DATASET EXCERPTS:
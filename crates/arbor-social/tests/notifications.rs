//! The notification stream: ordering, read flags, ownership scoping.

mod common;

use arbor_social::{SocialError, engagement, notifications, posts};
use common::{register, test_db};
use uuid::Uuid;

#[test]
fn stream_is_newest_first_with_sender_attached() {
    let db = test_db();
    let alice = register(&db, "alice");
    let bob = register(&db, "bob");
    let carol = register(&db, "carol");

    let post = posts::create_post(&db, &alice, "busy day", None).unwrap();
    engagement::like_post(&db, &bob, post.id).unwrap();
    engagement::comment_on_post(&db, &carol, post.id, "neat").unwrap();

    let inbox = notifications::list_notifications(&db, alice.id).unwrap();
    assert_eq!(inbox.len(), 2);
    assert_eq!(inbox[0].message, "carol commented on your post.");
    assert_eq!(inbox[1].message, "bob liked your post.");
    assert_eq!(inbox[0].from_username.as_deref(), Some("carol"));
    assert_eq!(inbox[1].from_username.as_deref(), Some("bob"));
    assert!(inbox.iter().all(|n| !n.is_read));
}

#[test]
fn mark_read_flips_only_the_addressed_row() {
    let db = test_db();
    let alice = register(&db, "alice");
    let bob = register(&db, "bob");

    let post = posts::create_post(&db, &alice, "two pings", None).unwrap();
    engagement::like_post(&db, &bob, post.id).unwrap();
    engagement::comment_on_post(&db, &bob, post.id, "hello").unwrap();

    let inbox = notifications::list_notifications(&db, alice.id).unwrap();
    notifications::mark_read(&db, &alice, inbox[1].id).unwrap();

    let inbox = notifications::list_notifications(&db, alice.id).unwrap();
    assert!(!inbox[0].is_read);
    assert!(inbox[1].is_read);
}

#[test]
fn marking_someone_elses_notification_is_not_found() {
    let db = test_db();
    let alice = register(&db, "alice");
    let bob = register(&db, "bob");

    let post = posts::create_post(&db, &alice, "mine", None).unwrap();
    engagement::like_post(&db, &bob, post.id).unwrap();

    let inbox = notifications::list_notifications(&db, alice.id).unwrap();
    let err = notifications::mark_read(&db, &bob, inbox[0].id).unwrap_err();
    assert!(matches!(err, SocialError::NotFound("notification")));

    // Untouched for the real owner.
    let inbox = notifications::list_notifications(&db, alice.id).unwrap();
    assert!(!inbox[0].is_read);
}

#[test]
fn marking_an_unknown_notification_is_not_found() {
    let db = test_db();
    let alice = register(&db, "alice");

    let err = notifications::mark_read(&db, &alice, Uuid::new_v4()).unwrap_err();
    assert!(matches!(err, SocialError::NotFound("notification")));
}

#[test]
fn self_mention_is_delivered_even_though_self_like_is_not() {
    let db = test_db();
    let alice = register(&db, "alice");

    let post = posts::create_post(&db, &alice, "note to @alice", None).unwrap();
    engagement::like_post(&db, &alice, post.id).unwrap();

    let inbox = notifications::list_notifications(&db, alice.id).unwrap();
    assert_eq!(inbox.len(), 1);
    assert_eq!(inbox[0].message, "alice mentioned you in a post.");
}
//! Friendship lifecycle: a directional pending request the receiver accepts
//! or declines. Accepted and declined are terminal states.
//!
//! Duplicate detection is existence-only on the ordered (sender, receiver)
//! pair: a declined request still blocks re-sending in the same direction,
//! while the reverse direction stays open.

use std::collections::HashSet;

use chrono::Utc;
use uuid::Uuid;

use arbor_db::{Database, models, queries};
use arbor_types::models::{
    Actor, FriendDecision, FriendRef, Friendship, FriendshipStatus, NotificationKind,
};

use crate::error::SocialError;
use crate::notify;

pub fn send_friend_request(
    db: &Database,
    actor: &Actor,
    receiver_id: Uuid,
) -> Result<Friendship, SocialError> {
    if receiver_id == actor.id {
        return Err(SocialError::Validation(
            "cannot send a friend request to yourself",
        ));
    }

    let id = Uuid::new_v4();
    let now = Utc::now();

    db.with_tx(|tx| -> Result<Friendship, SocialError> {
        let receiver = queries::user_by_id(tx, &receiver_id.to_string())?
            .ok_or(SocialError::NotFound("user"))?;

        if let Err(e) = queries::insert_friendship(
            tx,
            &id.to_string(),
            &actor.id.to_string(),
            &receiver_id.to_string(),
            FriendshipStatus::Pending,
            &models::timestamp(now),
        ) {
            if queries::is_unique_violation(&e) {
                return Err(SocialError::Conflict("friend request already sent"));
            }
            return Err(e.into());
        }

        notify::emit(
            tx,
            NotificationKind::FriendRequest,
            receiver_id,
            actor,
            &format!("{} sent you a friend request.", actor.username),
        )?;

        Ok(Friendship {
            id,
            sender_id: actor.id,
            sender_username: actor.username.clone(),
            receiver_id,
            receiver_username: receiver.username,
            status: FriendshipStatus::Pending,
            created_at: now,
        })
    })
}

/// Only the addressed receiver can answer, and only while the request is
/// pending. The original sender is notified of the outcome.
pub fn respond_friend_request(
    db: &Database,
    actor: &Actor,
    request_id: Uuid,
    decision: FriendDecision,
) -> Result<Friendship, SocialError> {
    db.with_tx(|tx| -> Result<Friendship, SocialError> {
        let mut friendship =
            queries::friendship_for_receiver(tx, &request_id.to_string(), &actor.id.to_string())?
                .ok_or(SocialError::NotFound("friend request"))?;

        if friendship.status != FriendshipStatus::Pending {
            return Err(SocialError::InvalidState("friend request already answered"));
        }

        let (status, message) = match decision {
            FriendDecision::Accept => (
                FriendshipStatus::Accepted,
                format!("{} accepted your friend request.", actor.username),
            ),
            FriendDecision::Decline => (
                FriendshipStatus::Declined,
                format!("{} declined your friend request.", actor.username),
            ),
        };

        queries::set_friendship_status(tx, &request_id.to_string(), status)?;
        notify::emit(
            tx,
            NotificationKind::FriendRequest,
            friendship.sender_id,
            actor,
            &message,
        )?;

        friendship.status = status;
        Ok(friendship)
    })
}

/// Everyone connected to `user_id` through an accepted friendship, either
/// direction. Deduplicated (both directions may be accepted) before the
/// page window applies.
pub fn list_friends(
    db: &Database,
    user_id: Uuid,
    limit: u32,
    offset: u32,
) -> Result<Vec<FriendRef>, SocialError> {
    db.with_conn(|conn| -> Result<Vec<FriendRef>, SocialError> {
        let all = queries::accepted_friends_of(conn, &user_id.to_string())?;
        let mut seen = HashSet::new();
        Ok(all
            .into_iter()
            .filter(|f| seen.insert(f.id))
            .skip(offset as usize)
            .take(limit as usize)
            .collect())
    })
}

/// Pending requests addressed to `user_id`, oldest first.
pub fn pending_requests(db: &Database, user_id: Uuid) -> Result<Vec<Friendship>, SocialError> {
    db.with_conn(|conn| -> Result<Vec<Friendship>, SocialError> {
        Ok(queries::pending_for_receiver(conn, &user_id.to_string())?)
    })
}
use std::net::SocketAddr;
use std::path::PathBuf;
use std::sync::Arc;

use axum::{
    Router, middleware,
    routing::{delete, get, patch, post},
};
use tower_http::cors::CorsLayer;
use tower_http::trace::TraceLayer;
use tracing::info;

use arbor_api::auth::{self, AppState, AppStateInner};
use arbor_api::middleware::require_auth;
use arbor_api::{engagement, friends, messages, notifications, posts, profiles};

#[tokio::main]
async fn main() -> anyhow::Result<()> {
    // Load .env if present
    let _ = dotenvy::dotenv();

    // Init logging
    tracing_subscriber::fmt()
        .with_env_filter(
            tracing_subscriber::EnvFilter::try_from_default_env()
                .unwrap_or_else(|_| "arbor=debug,tower_http=debug".into()),
        )
        .init();

    // Config
    let jwt_secret =
        std::env::var("ARBOR_JWT_SECRET").unwrap_or_else(|_| "dev-secret-change-me".into());
    let db_path = std::env::var("ARBOR_DB_PATH").unwrap_or_else(|_| "arbor.db".into());
    let host = std::env::var("ARBOR_HOST").unwrap_or_else(|_| "0.0.0.0".into());
    let port: u16 = std::env::var("ARBOR_PORT")
        .unwrap_or_else(|_| "3000".into())
        .parse()?;

    // Init database
    let db = arbor_db::Database::open(&PathBuf::from(&db_path))?;

    // Shared state
    let state: AppState = Arc::new(AppStateInner { db, jwt_secret });

    // Read endpoints open to everyone
    let public_routes = Router::new()
        .route("/auth/register", post(auth::register))
        .route("/auth/login", post(auth::login))
        .route("/posts", get(posts::list_posts))
        .route("/posts/search", get(posts::search_posts))
        .route("/posts/trending", get(posts::trending_posts))
        .route("/posts/{post_id}/comments", get(engagement::post_comments))
        .route(
            "/posts/{post_id}/reactions",
            get(engagement::post_reactions),
        )
        .route("/hashtags/{tag}/posts", get(posts::posts_by_hashtag))
        .with_state(state.clone());

    // Everything that acts as a user requires a verified token
    let protected_routes = Router::new()
        .route("/posts", post(posts::create_post))
        .route("/posts/{post_id}", patch(posts::edit_post))
        .route("/posts/{post_id}", delete(posts::delete_post))
        .route("/posts/{post_id}/pin", post(posts::toggle_pin))
        .route("/posts/{post_id}/like", post(engagement::like_post))
        .route("/posts/{post_id}/like", delete(engagement::unlike_post))
        .route(
            "/posts/{post_id}/reactions",
            post(engagement::react_to_post),
        )
        .route(
            "/posts/{post_id}/comments",
            post(engagement::comment_on_post),
        )
        .route("/users/{username}/posts", get(posts::user_posts))
        .route("/profiles", get(profiles::list_profiles))
        .route("/profiles", post(profiles::create_profile))
        .route("/profiles", patch(profiles::update_profile))
        .route("/profiles/{username}", get(profiles::get_profile))
        .route("/friends", get(friends::list_friends))
        .route("/friends/requests", get(friends::pending_requests))
        .route("/friends/requests", post(friends::send_friend_request))
        .route(
            "/friends/requests/{request_id}/respond",
            post(friends::respond_friend_request),
        )
        .route("/notifications", get(notifications::list_notifications))
        .route(
            "/notifications/{notification_id}/read",
            post(notifications::mark_read),
        )
        .route("/messages", post(messages::send_message))
        .route("/messages/{other_user_id}", get(messages::conversation))
        .layer(middleware::from_fn_with_state(state.clone(), require_auth))
        .with_state(state);

    let app = Router::new()
        .merge(public_routes)
        .merge(protected_routes)
        .layer(CorsLayer::permissive())
        .layer(TraceLayer::new_for_http());

    let addr: SocketAddr = format!("{}:{}", host, port).parse()?;
    info!("Arbor server listening on {}", addr);

    let listener = tokio::net::TcpListener::bind(addr).await?;
    axum::serve(listener, app).await?;

    Ok(())
}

YOUR TASK: Wherever the word "tokio" appears in a line of the records, count that line. Say how many there are, with no other words.

RESPONSE BOX: 2